While the use of email is not specifically prohibited by HIPAA, the necessary safeguards are quite robust and can be difficult to implement into more standard or traditional email systems or exchanges. This has led to the rise of specialized HIPAA compliant email providers. Offering a range of services and with different options depending on the desired infrastructure, these solutions combine the functionality and ease of use of more common email programs with the high level of security and associated features required for HIPAA compliance.
The system may be run on IT resources internal to the HIPAA covered entity or hosted by the email service provider itself, depending on the vendor chosen. It is common for existing email addresses to be ported across to the new system so they remain active and in use, reducing the potential for missed messages and ensuring established contacts will not be required to update their address books.
The HIPAA Security Rule and Compliant Email Providers
Any provider that wishes to offer compliant email services must be able to guarantee that they meet and address all relevant security measures that are called for in the HIPAA Security Rule. These measures include the ability to identify users, to control who can access information, to record any modifications or deletions of data, and a method of keeping data secure while it is being shared or transferred.
Only if all of these aspects are present and enabled can the solution be used in a HIPAA compliant manner. There is another crucial element that must also be in place before the tool can actually be used, however; the business associate agreement. The business associate agreement is a contract between the service provider and the HIPAA covered entity that outlines duties and other aspects and requirements of the relationship.
An example of an area that may pose problems even when all the necessary elements – the business associate agreement, access controls, audit controls, etc. – are in place is the actual day-to-day use of the solution. It is the responsibility of the covered entity, not the service provider, to ensure that the system is being used in a compliant fashion. While the provider should make all the necessary options for HIPAA compliance available in the tool, the covered entity must ensure they are correctly configured and implemented.
The covered entity is also responsible for ensuring that all of its members of staff are sufficiently trained in how to use the tool.

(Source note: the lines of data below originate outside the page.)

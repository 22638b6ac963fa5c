//! Fundamental analyst node

use std::sync::Arc;

use async_trait::async_trait;
use serde::Serialize;
use serde_json::Value;

use crate::error::Result;
use crate::graph::{AnalysisNode, NodeKind};
use crate::llm::{ModelClient, Prompt};
use crate::prompts::{self, FUNDAMENTAL_SYSTEM, PromptLibrary, format_value};
use crate::state::{AnalysisState, StatePatch};

const TEMPERATURE: f32 = 0.1;

pub const NO_DATA_REPORT: &str = "Insufficient fundamental data available.";

#[derive(Serialize)]
struct Metric<'a> {
    name: &'a str,
    value: String,
}

#[derive(Serialize)]
struct FundamentalContext<'a> {
    company_name: &'a str,
    ticker: &'a str,
    sector: &'a str,
    market_cap: String,
    metrics: Vec<Metric<'a>>,
}

/// Reads the fundamentals map and writes `fundamental_report`
pub struct FundamentalAnalyst {
    llm: ModelClient,
    prompts: Arc<PromptLibrary>,
}

impl FundamentalAnalyst {
    pub fn new(llm: ModelClient, prompts: Arc<PromptLibrary>) -> Self {
        Self { llm, prompts }
    }
}

#[async_trait]
impl AnalysisNode for FundamentalAnalyst {
    fn kind(&self) -> NodeKind {
        NodeKind::FundamentalAnalysis
    }

    async fn run(&self, state: &AnalysisState) -> Result<StatePatch> {
        let symbol = state.symbol();
        if state.fundamentals.is_empty() {
            return Ok(StatePatch::fundamental(NO_DATA_REPORT)
                .with_message(format!("Fundamental analysis skipped for {symbol}: no data")));
        }

        let info = &state.stock_info;
        let ctx = FundamentalContext {
            company_name: info.get("name").and_then(Value::as_str).unwrap_or(symbol),
            ticker: symbol,
            sector: info.get("sector").and_then(Value::as_str).unwrap_or("Unknown"),
            market_cap: format_value(info.get("market_cap")),
            metrics: state
                .fundamentals
                .iter()
                .map(|(name, value)| Metric {
                    name,
                    value: format_value(Some(value)),
                })
                .collect(),
        };

        let user = self.prompts.render(prompts::FUNDAMENTAL, &ctx)?;
        let report = self
            .llm
            .complete(Prompt::new(FUNDAMENTAL_SYSTEM, TEMPERATURE).user(user))
            .await?;

        Ok(StatePatch::fundamental(report).with_message(format!("Fundamental analysis completed for {symbol}")))
    }

    fn degraded(&self, _state: &AnalysisState) -> StatePatch {
        StatePatch::fundamental(NO_DATA_REPORT)
    }
}
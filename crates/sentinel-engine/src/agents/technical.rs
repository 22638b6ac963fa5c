//! Technical analyst node

use std::collections::BTreeMap;
use std::sync::Arc;

use async_trait::async_trait;
use tracing::debug;

use crate::error::Result;
use crate::graph::{AnalysisNode, NodeKind};
use crate::llm::{ModelClient, Prompt};
use crate::prompts::{self, PromptLibrary, TECHNICAL_SYSTEM, format_optional};
use crate::state::{AnalysisState, StatePatch};

const TEMPERATURE: f32 = 0.1;

/// Report written when there are no indicators to read
pub const NO_DATA_REPORT: &str = "Insufficient price data for technical analysis.";

/// Indicator grid rendered into the prompt, in template order
const FIELDS: [&str; 17] = [
    "current_price",
    "sma_50",
    "sma_200",
    "ema_20",
    "rsi",
    "stoch_k",
    "macd",
    "macd_signal",
    "macd_hist",
    "atr",
    "bb_upper",
    "bb_lower",
    "kc_upper",
    "obv",
    "pivot_point",
    "r1",
    "s1",
];

/// Reads the indicator grid and writes `technical_report`
pub struct TechnicalAnalyst {
    llm: ModelClient,
    prompts: Arc<PromptLibrary>,
}

impl TechnicalAnalyst {
    pub fn new(llm: ModelClient, prompts: Arc<PromptLibrary>) -> Self {
        Self { llm, prompts }
    }
}

#[async_trait]
impl AnalysisNode for TechnicalAnalyst {
    fn kind(&self) -> NodeKind {
        NodeKind::TechnicalAnalysis
    }

    async fn run(&self, state: &AnalysisState) -> Result<StatePatch> {
        let symbol = state.symbol();
        let indicators = &state.technical_indicators;
        if indicators.is_empty() {
            return Ok(StatePatch::technical(NO_DATA_REPORT)
                .with_message(format!("Technical analysis skipped for {symbol}: no data")));
        }

        let mut ctx: BTreeMap<&str, String> = FIELDS
            .iter()
            .map(|&field| (field, format_optional(indicators.get(field).copied(), 2)))
            .collect();
        ctx.insert("ticker", symbol.to_string());

        let user = self.prompts.render(prompts::TECHNICAL, &ctx)?;
        debug!(ticker = %symbol, indicators = indicators.len(), "requesting technical report");
        let report = self
            .llm
            .complete(Prompt::new(TECHNICAL_SYSTEM, TEMPERATURE).user(user))
            .await?;

        Ok(StatePatch::technical(report).with_message(format!("Technical analysis completed for {symbol}")))
    }

    fn degraded(&self, _state: &AnalysisState) -> StatePatch {
        StatePatch::technical(NO_DATA_REPORT)
    }
}

#[cfg(test)]
mod tests {
    use super::*;
    use crate::test_support::ScriptedProvider;

    fn analyst(provider: &Arc<ScriptedProvider>) -> TechnicalAnalyst {
        TechnicalAnalyst::new(provider.client(), Arc::new(PromptLibrary::new().unwrap()))
    }

    #[tokio::test]
    async fn test_missing_indicators_skip_model() {
        let provider = Arc::new(ScriptedProvider::failing());
        let patch = analyst(&provider)
            .run(&AnalysisState::new("AAPL", "q", "t"))
            .await
            .unwrap();

        assert_eq!(patch.technical_report.as_deref(), Some(NO_DATA_REPORT));
        assert_eq!(patch.messages, vec!["Technical analysis skipped for AAPL: no data"]);
        assert!(provider.requests().is_empty());
    }

    #[tokio::test]
    async fn test_prompt_carries_indicator_values() {
        let provider = Arc::new(ScriptedProvider::new(["## TREND\nUp."]));
        let mut state = AnalysisState::new("NVDA", "q", "t");
        state.technical_indicators.insert("rsi".to_string(), 71.234);
        state.technical_indicators.insert("current_price".to_string(), 912.5);

        let patch = analyst(&provider).run(&state).await.unwrap();
        assert_eq!(patch.technical_report.as_deref(), Some("## TREND\nUp."));

        let requests = provider.requests();
        assert_eq!(requests.len(), 1);
        assert_eq!(requests[0].temperature, Some(TEMPERATURE));
        let user = &requests[0].messages[0].content;
        assert!(user.contains("Analyze NVDA"));
        assert!(user.contains("RSI (14): 71.23"));
        assert!(user.contains("SMA 200: N/A"));
    }

    #[tokio::test]
    async fn test_model_failure_is_an_error() {
        let provider = Arc::new(ScriptedProvider::failing());
        let mut state = AnalysisState::new("NVDA", "q", "t");
        state.technical_indicators.insert("rsi".to_string(), 50.0);
        assert!(analyst(&provider).run(&state).await.is_err());
    }
}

To ensure that best practices are followed, this should include a wider overview of the potential security issues that can arise from the use of emailing systems, the risk of viruses, and various other activity specific matters. Covered entities should note that many information breaches come about as a result of so-called social-engineering actions, where employees or others are tricked into divulging information or access codes that allow malicious parties to view or otherwise obtain protected health information (PHI).